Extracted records
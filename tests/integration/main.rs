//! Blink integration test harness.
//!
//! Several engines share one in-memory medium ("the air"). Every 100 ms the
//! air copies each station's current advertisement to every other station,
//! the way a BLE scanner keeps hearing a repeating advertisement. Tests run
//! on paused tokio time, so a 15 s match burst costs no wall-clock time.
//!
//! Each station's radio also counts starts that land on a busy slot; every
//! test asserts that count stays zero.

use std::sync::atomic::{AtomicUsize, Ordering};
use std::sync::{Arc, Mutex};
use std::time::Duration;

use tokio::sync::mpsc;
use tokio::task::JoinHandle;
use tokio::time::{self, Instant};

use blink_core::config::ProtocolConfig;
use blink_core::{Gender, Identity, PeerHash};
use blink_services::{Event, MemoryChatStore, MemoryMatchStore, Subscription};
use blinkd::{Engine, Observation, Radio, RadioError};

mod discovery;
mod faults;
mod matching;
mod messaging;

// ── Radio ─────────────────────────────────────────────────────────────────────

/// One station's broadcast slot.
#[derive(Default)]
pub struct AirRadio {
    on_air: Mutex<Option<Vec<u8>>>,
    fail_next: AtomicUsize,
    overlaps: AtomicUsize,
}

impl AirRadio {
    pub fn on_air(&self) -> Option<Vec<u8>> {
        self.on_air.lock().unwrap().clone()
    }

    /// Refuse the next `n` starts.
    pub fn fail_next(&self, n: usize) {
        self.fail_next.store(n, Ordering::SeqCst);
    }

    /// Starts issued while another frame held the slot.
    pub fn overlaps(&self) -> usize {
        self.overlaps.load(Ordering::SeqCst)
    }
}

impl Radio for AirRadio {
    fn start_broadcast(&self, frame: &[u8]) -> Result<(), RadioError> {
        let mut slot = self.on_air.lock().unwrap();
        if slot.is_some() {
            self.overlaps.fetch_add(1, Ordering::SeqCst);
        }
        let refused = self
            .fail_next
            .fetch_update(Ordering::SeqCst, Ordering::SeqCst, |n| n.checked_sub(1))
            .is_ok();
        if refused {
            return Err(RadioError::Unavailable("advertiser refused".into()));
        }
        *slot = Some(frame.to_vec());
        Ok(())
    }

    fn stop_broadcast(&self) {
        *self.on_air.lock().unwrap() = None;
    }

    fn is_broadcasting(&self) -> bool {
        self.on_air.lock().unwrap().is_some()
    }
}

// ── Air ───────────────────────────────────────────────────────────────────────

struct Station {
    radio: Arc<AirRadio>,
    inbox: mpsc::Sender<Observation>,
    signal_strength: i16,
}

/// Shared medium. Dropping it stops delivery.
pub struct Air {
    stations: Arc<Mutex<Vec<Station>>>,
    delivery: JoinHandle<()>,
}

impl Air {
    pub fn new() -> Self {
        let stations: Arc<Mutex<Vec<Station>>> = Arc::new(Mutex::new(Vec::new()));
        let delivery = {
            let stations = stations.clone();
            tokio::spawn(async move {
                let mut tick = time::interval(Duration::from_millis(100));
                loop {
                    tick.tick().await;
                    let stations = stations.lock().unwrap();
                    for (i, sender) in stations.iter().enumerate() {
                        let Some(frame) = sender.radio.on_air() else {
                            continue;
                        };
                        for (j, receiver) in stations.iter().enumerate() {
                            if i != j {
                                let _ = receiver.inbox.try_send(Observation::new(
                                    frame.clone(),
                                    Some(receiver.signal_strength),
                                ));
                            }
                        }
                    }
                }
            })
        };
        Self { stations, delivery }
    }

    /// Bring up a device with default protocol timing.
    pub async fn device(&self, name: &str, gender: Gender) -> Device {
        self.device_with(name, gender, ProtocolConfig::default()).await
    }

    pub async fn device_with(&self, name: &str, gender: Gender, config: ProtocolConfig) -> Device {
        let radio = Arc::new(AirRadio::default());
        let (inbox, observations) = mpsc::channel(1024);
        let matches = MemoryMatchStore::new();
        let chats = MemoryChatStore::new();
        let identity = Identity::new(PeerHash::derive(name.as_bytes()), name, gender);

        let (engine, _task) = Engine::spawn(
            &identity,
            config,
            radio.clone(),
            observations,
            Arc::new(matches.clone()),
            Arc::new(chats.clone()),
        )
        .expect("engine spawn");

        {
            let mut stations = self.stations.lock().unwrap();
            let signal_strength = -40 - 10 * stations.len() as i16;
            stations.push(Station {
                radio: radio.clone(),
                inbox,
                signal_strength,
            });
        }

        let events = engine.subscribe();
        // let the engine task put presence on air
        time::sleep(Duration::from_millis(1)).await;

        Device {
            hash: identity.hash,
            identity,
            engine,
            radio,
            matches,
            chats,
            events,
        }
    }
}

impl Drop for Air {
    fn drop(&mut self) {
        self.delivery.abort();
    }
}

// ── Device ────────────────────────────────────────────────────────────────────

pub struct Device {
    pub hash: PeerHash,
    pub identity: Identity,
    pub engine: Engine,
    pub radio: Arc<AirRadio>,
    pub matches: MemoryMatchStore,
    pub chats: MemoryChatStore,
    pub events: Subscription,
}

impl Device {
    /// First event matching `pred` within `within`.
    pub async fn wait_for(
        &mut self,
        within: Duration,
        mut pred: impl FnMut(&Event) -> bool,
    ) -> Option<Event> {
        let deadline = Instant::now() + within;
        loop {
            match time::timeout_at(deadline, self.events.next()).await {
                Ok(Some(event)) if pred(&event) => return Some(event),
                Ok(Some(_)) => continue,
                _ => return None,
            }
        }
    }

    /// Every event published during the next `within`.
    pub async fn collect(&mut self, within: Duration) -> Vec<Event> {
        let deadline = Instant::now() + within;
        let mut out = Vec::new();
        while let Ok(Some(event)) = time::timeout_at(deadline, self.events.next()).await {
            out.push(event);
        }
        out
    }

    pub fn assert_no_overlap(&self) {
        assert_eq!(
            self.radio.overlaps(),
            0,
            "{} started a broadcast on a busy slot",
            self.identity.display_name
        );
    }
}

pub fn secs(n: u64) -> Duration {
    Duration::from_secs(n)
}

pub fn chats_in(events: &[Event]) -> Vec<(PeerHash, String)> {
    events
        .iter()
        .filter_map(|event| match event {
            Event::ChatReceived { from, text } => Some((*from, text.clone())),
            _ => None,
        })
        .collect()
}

→ Task directions
The string "ProtocolConfig" may appear in the lines of the records above. State how many lines contain it, with no other words.

→ Response
3